Mark 10:7 ‘For this reason a man will leave his father and mother and be united to his wife,’
There are so many cultural hot-button issues these days. You know, the topics that when discussed can cause tempers to rise and even fists to land on cuffs. These flashpoints are at the divide of very different cultural visions, and are not likely to go away. It is more likely that they will become even more filled with friction.
I will give you an example: election integrity. I can feel your blood pressure rising and your pulse increasing. Strong opinions stand on both sides, along with piles of ‘evidence’ to support said opinions. And I doubt that any amount of prognostication will convince the other side to back down and concede.
Many of these friction points are not new. The role of government and the intent of our ancestors bubble to the surface in the United States around every election cycle and every high profile court case challenging the established norms. This is certainly not something that will be settled soon or without a fight.
Our text comes in a chapter that hits three of these hot-button issues. The first is about gender and marriage. The second about the value of children, applied to abortion. And the third around the role of wealth and the spiritual life. Although each of these issues is not the central message of the passage, the topics need definition in order to properly understand in both the historical context and then apply in our current one.
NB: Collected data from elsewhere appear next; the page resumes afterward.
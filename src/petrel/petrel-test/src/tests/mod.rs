/*
 * Petrel mail transfer engine
 * Copyright (C) 2024 the Petrel developers
 *
 * This program is free software: you can redistribute it and/or modify it under
 * the terms of the GNU General Public License as published by the Free Software
 * Foundation, either version 3 of the License, or any later version.
 *
 * This program is distributed in the hope that it will be useful, but WITHOUT
 * ANY WARRANTY; without even the implied warranty of MERCHANTABILITY or FITNESS
 * FOR A PARTICULAR PURPOSE.  See the GNU General Public License for more details.
 *
 * You should have received a copy of the GNU General Public License along with
 * this program. If not, see https://www.gnu.org/licenses/.
 *
*/

mod client;
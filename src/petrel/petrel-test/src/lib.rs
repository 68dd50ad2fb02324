/*
 * Petrel mail transfer engine
 * Copyright (C) 2024 the Petrel developers
 *
 * This program is free software: you can redistribute it and/or modify it under
 * the terms of the GNU General Public License as published by the Free Software
 * Foundation, either version 3 of the License, or any later version.
 *
 * This program is distributed in the hope that it will be useful, but WITHOUT
 * ANY WARRANTY; without even the implied warranty of MERCHANTABILITY or FITNESS
 * FOR A PARTICULAR PURPOSE.  See the GNU General Public License for more details.
 *
 * You should have received a copy of the GNU General Public License along with
 * this program. If not, see https://www.gnu.org/licenses/.
 *
*/

//! Line-exchange harness and end-to-end tests for the Petrel engine: a
//! scripted TCP client against a real [`petrel_protocol::Receiver`] backed
//! by a recording mock.

/// Receiver configurations and TLS material for tests.
pub mod config;
/// A backend that records envelopes and injects failures by address.
pub mod mock;
mod receiver;

#[cfg(test)]
mod tests;
/*
 * Petrel mail transfer engine
 * Copyright (C) 2024 the Petrel developers
 *
 * This program is free software: you can redistribute it and/or modify it under
 * the terms of the GNU General Public License as published by the Free Software
 * Foundation, either version 3 of the License, or any later version.
 *
 * This program is distributed in the hope that it will be useful, but WITHOUT
 * ANY WARRANTY; without even the implied warranty of MERCHANTABILITY or FITNESS
 * FOR A PARTICULAR PURPOSE.  See the GNU General Public License for more details.
 *
 * You should have received a copy of the GNU General Public License along with
 * this program. If not, see https://www.gnu.org/licenses/.
 *
*/

//! The sending half of the Petrel engine: a typed ESMTP/LMTP client that
//! sequences hello, STARTTLS, AUTH, MAIL, RCPT and DATA over any async
//! stream, with capability-gated extension parameters and per-recipient
//! LMTP results.

#![doc(html_no_source)]
#![deny(missing_docs)]
#![forbid(unsafe_code)]
//
#![warn(rust_2018_idioms)]
#![warn(clippy::all)]
#![warn(clippy::pedantic)]
#![warn(clippy::nursery)]
#![warn(clippy::cargo)]
//
#![allow(clippy::multiple_crate_versions)]

mod client;
mod data;
mod error;

/// Client-side SASL mechanisms.
pub mod sasl;

pub use client::{Client, ClientOptions, DataWriter, RcptOutcome, Submission};
pub use data::DotStuffer;
pub use error::ClientError;

pub use petrel_protocol::rustls;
And just in case you think these topics are easy for Jesus to discuss, Mark ends this trio of topics with Jesus again predicting his death. There is a high cost even for Jesus to take the positions he took. While Jesus is not crucified for these positions, they are emblematic of his opposition to the religious teaching of his day, the very thing that did get him killed.
So let’s look at this first topic, our text. Jesus has been approached in order to try and trap him in what he says. The leaders are trying to find teachings around which they can hang charges to invalidate Jesus as a person, prophet and someone worthy of devotion. They are focused on ‘lawful’ while Jesus focused on commands.
Jesus quotes from the first pages of the Hebrew Bible when he starts his defense. God made two sexes, both for all the creatures and for humanity. Just two. There is no room for someone to identify as something other than these two, and in a particular configuration.
Yikes this is offense to a portion of our country. Such black and white thinking. How narrow minded. How bigoted. And the name calling could continue…but it moves the discussion nowhere.
Jesus’ point is that people were designed to be connected in a particular arrangement. The leaders wanted to redefine that arrangement to allow divorce, the rupturing of the bond designed by the Creator. Jesus would have none of it.
For Jesus, marriage between one man and one woman was fundamental to his understanding of humanity as a whole. To say that that bond could be undone and redone with another person, apart from the death of the spouse, was to drive a knife into the creation story itself. If this part of the origin story and the meaning that the community of God had understood from it for centuries could be undone, then what else could be undone!
Jesus did not compromise. He confronted these leaders who wanted to find something Jesus said to convict him. And instead, Jesus uses their intent to convict them. It was their hard hearts that was leading them into sin and the deconstruction of the historic understanding of the Jewish faith.
Sounds familiar, doesn’t it. The definition of terms and restricting of language prevent human thought and expression. Jesus faced it, and so do we.